Aunque hoy muchos piensen en un ensayo como una escritura constreñida, estirada y llena de citas, me gusta recordar que en su origen fue tan sólo el dictado que Montaigne hizo a un escriba para sujetar sus pensamientos libres. Ensayar es ejercitar la oralidad que nos descubre el orden y caos de la cabeza.

Porque Montaigne nació un día como hoy, me pregunto cómo sería celebrar el cumpleaños de tu escritor favorito. Conozco a ñoños incurables que tienen pequeñas tradiciones para festejar esos días feriados que ellos mismos se impusieron: relecturas de obras o pasajes, recordar la fecha a los demás casi como una admonición… Hasta ahora, ese universo de conmemoraciones y monumentos me resulta casi ajeno. Si olvido los cumpleaños y aniversarios de mis amigos, pagar el gas, contestar mensajes, con mayor razón suelo pasar por alto un natalicio que se ha repetido 488 veces. Mi cerebro no es un cerebro efeméride.

Este es el primer año que llego al 28 de febrero con una marca en el calendario, señal para el recuerdo que puse hace algunos meses cuando el ocio me hizo pensar en cuál sería la fecha idónea para conmemorar mi autoseleccionado Día Internacional del Ensayo. Hoy que la veo no dejo de imaginarme a mí sentada en una mesa junto a Montaigne, ambos con gorritos de fiesta frente a un pastel tapizado por las casi quinientas velitas que habría qué colocar.

Más que feliz, se me representa como un momento incómodo: dos seres humanos que no comparten la lengua, nada por hablar, de mundos diferentes. Felicitar a Montaigne, incluso aunque sea a través de estas líneas, no deja de parecerme más que otra manera de arrastrarlo fuera de su torre y de su paz.
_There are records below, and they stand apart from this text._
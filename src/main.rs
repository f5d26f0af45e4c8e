use anyhow::Context;
use startup_scout::{config::AppConfig, create_app, db, logging};
use std::net::SocketAddr;

#[tokio::main]
async fn main() -> anyhow::Result<()> {
    // Load .env (if present) so DATABASE_URL from file is visible
    let _ = dotenvy::dotenv();

    // Initialize tracing
    logging::init();

    let config = AppConfig::from_env()?;
    let db_conn = db::connect(&config).await.context("failed to connect to database")?;
    db::migrate(&db_conn).await.context("failed to apply migrations")?;

    // Run our server
    let app = create_app(db_conn, &config);
    let listener = tokio::net::TcpListener::bind(config.bind_addr)
        .await
        .with_context(|| format!("failed to bind {}", config.bind_addr))?;
    tracing::info!("Server running on http://{}", config.bind_addr);

    // Peer addresses feed the per-IP rate limiter
    axum::serve(listener, app.into_make_service_with_connect_info::<SocketAddr>()).await?;
    Ok(())
}
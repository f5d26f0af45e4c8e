// Export all route modules
pub mod analytics;
pub mod notes;
pub mod startups;
pub mod watchlist;

// Re-export all route handlers for easy importing
pub use analytics::*;
pub use notes::*;
pub use startups::*;
pub use watchlist::*;
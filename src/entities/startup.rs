use chrono::{DateTime, Utc};
use sea_orm::entity::prelude::*;
use serde::{Deserialize, Serialize};
use utoipa::ToSchema;

/// Funding phase of a startup, stored as its snake_case name.
#[derive(
    Clone,
    Copy,
    Debug,
    Default,
    PartialEq,
    Eq,
    Hash,
    EnumIter,
    DeriveActiveEnum,
    Serialize,
    Deserialize,
    ToSchema,
)]
#[sea_orm(rs_type = "String", db_type = "String(StringLen::N(20))")]
#[serde(rename_all = "snake_case")]
pub enum Stage {
    #[default]
    #[sea_orm(string_value = "idea")]
    Idea,
    #[sea_orm(string_value = "mvp")]
    Mvp,
    #[sea_orm(string_value = "seed")]
    Seed,
    #[sea_orm(string_value = "series_a")]
    SeriesA,
    #[sea_orm(string_value = "series_b")]
    SeriesB,
    #[sea_orm(string_value = "series_c")]
    SeriesC,
    #[sea_orm(string_value = "growth")]
    Growth,
    #[sea_orm(string_value = "ipo")]
    Ipo,
}

impl Stage {
    /// Stored and serialized form, e.g. `series_a`.
    pub fn as_str(&self) -> &'static str {
        match self {
            Stage::Idea => "idea",
            Stage::Mvp => "mvp",
            Stage::Seed => "seed",
            Stage::SeriesA => "series_a",
            Stage::SeriesB => "series_b",
            Stage::SeriesC => "series_c",
            Stage::Growth => "growth",
            Stage::Ipo => "ipo",
        }
    }
}

#[derive(Clone, Debug, PartialEq, Eq, DeriveEntityModel, Deserialize, Serialize)]
#[sea_orm(table_name = "startups")]
pub struct Model {
    #[sea_orm(primary_key)]
    pub id: i32,
    #[sea_orm(unique)]
    pub name: String,
    pub website: Option<String>,
    pub location: String,
    pub industry: String,
    pub stage: Stage,
    #[sea_orm(column_type = "Text")]
    pub description: String,
    #[sea_orm(column_type = "Text")]
    pub tags: String, // Comma separated, see `tag_list`
    pub created_at: DateTime<Utc>,
    pub updated_at: DateTime<Utc>,
}

impl Model {
    /// Tags split on commas, trimmed, with blank entries dropped.
    ///
    /// Duplicates and the original order are preserved.
    pub fn tag_list(&self) -> Vec<String> {
        self.tags
            .split(',')
            .map(str::trim)
            .filter(|tag| !tag.is_empty())
            .map(str::to_string)
            .collect()
    }
}

#[derive(Copy, Clone, Debug, EnumIter, DeriveRelation)]
pub enum Relation {
    #[sea_orm(has_many = "super::watchlist_item::Entity")]
    WatchlistItem,
    #[sea_orm(has_many = "super::note::Entity")]
    Note,
}

impl Related<super::watchlist_item::Entity> for Entity {
    fn to() -> RelationDef {
        Relation::WatchlistItem.def()
    }
}

impl Related<super::note::Entity> for Entity {
    fn to() -> RelationDef {
        Relation::Note.def()
    }
}

impl ActiveModelBehavior for ActiveModel {}

#[cfg(test)]
mod tests {
    use super::*;
    use chrono::TimeZone;
    use sea_orm::Iterable;

    fn startup_with_tags(tags: &str) -> Model {
        let ts = Utc.with_ymd_and_hms(2024, 5, 1, 12, 0, 0).unwrap();
        Model {
            id: 1,
            name: "Acme".to_string(),
            website: None,
            location: "Berlin".to_string(),
            industry: "Fintech".to_string(),
            stage: Stage::Seed,
            description: "Payments".to_string(),
            tags: tags.to_string(),
            created_at: ts,
            updated_at: ts,
        }
    }

    #[test]
    fn tag_list_trims_and_keeps_duplicates() {
        let startup = startup_with_tags("AI, Fintech, AI");
        assert_eq!(startup.tag_list(), vec!["AI", "Fintech", "AI"]);
    }

    #[test]
    fn tag_list_drops_blank_entries() {
        let startup = startup_with_tags(" ,B2B,,  SaaS , ");
        assert_eq!(startup.tag_list(), vec!["B2B", "SaaS"]);
        assert!(startup_with_tags("").tag_list().is_empty());
    }

    #[test]
    fn stage_serializes_as_snake_case() {
        assert_eq!(serde_json::to_string(&Stage::SeriesA).unwrap(), "\"series_a\"");
        let parsed: Stage = serde_json::from_str("\"ipo\"").unwrap();
        assert_eq!(parsed, Stage::Ipo);
        assert_eq!(Stage::default(), Stage::Idea);
        assert!(serde_json::from_str::<Stage>("\"unicorn\"").is_err());
    }

    #[test]
    fn stage_str_matches_serde_name() {
        for stage in Stage::iter() {
            let json = serde_json::to_string(&stage).unwrap();
            assert_eq!(json.trim_matches('"'), stage.as_str());
        }
    }
}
Pero si acaso tuviera oportunidad de preguntarle sólo una cosa o conversar con él como estoy acostumbrada gracias a la magia de la comunicación discontinua de la literatura, aprovecharía para averiguar qué piensa de haber donado una palabra que designa textos tan diferentes. Los tediosos trabajos finales que reavivan la escolástica en estos tiempos, por ejemplo. O la prosa flácida que abarrota los periódicos y revistas. Mas, no sé por qué, sospecho que mi interlocutor entornaría levemente los ojos y me desplegaría su más sincera indiferencia. Regresaría a sí mismo y a asuntos más interesantes.

Porque quizá esa respuesta resulta inútil cuando se pronuncia, está hecha tan sólo para ponerse en acción: para seguir haciendo del ensayo la escritura que toque los bordes vírgenes del pensamiento, que se cuestione su propia vergüenza e impudicia, que nos permita descubrir e inventar con libertad lo que no hemos visto aún.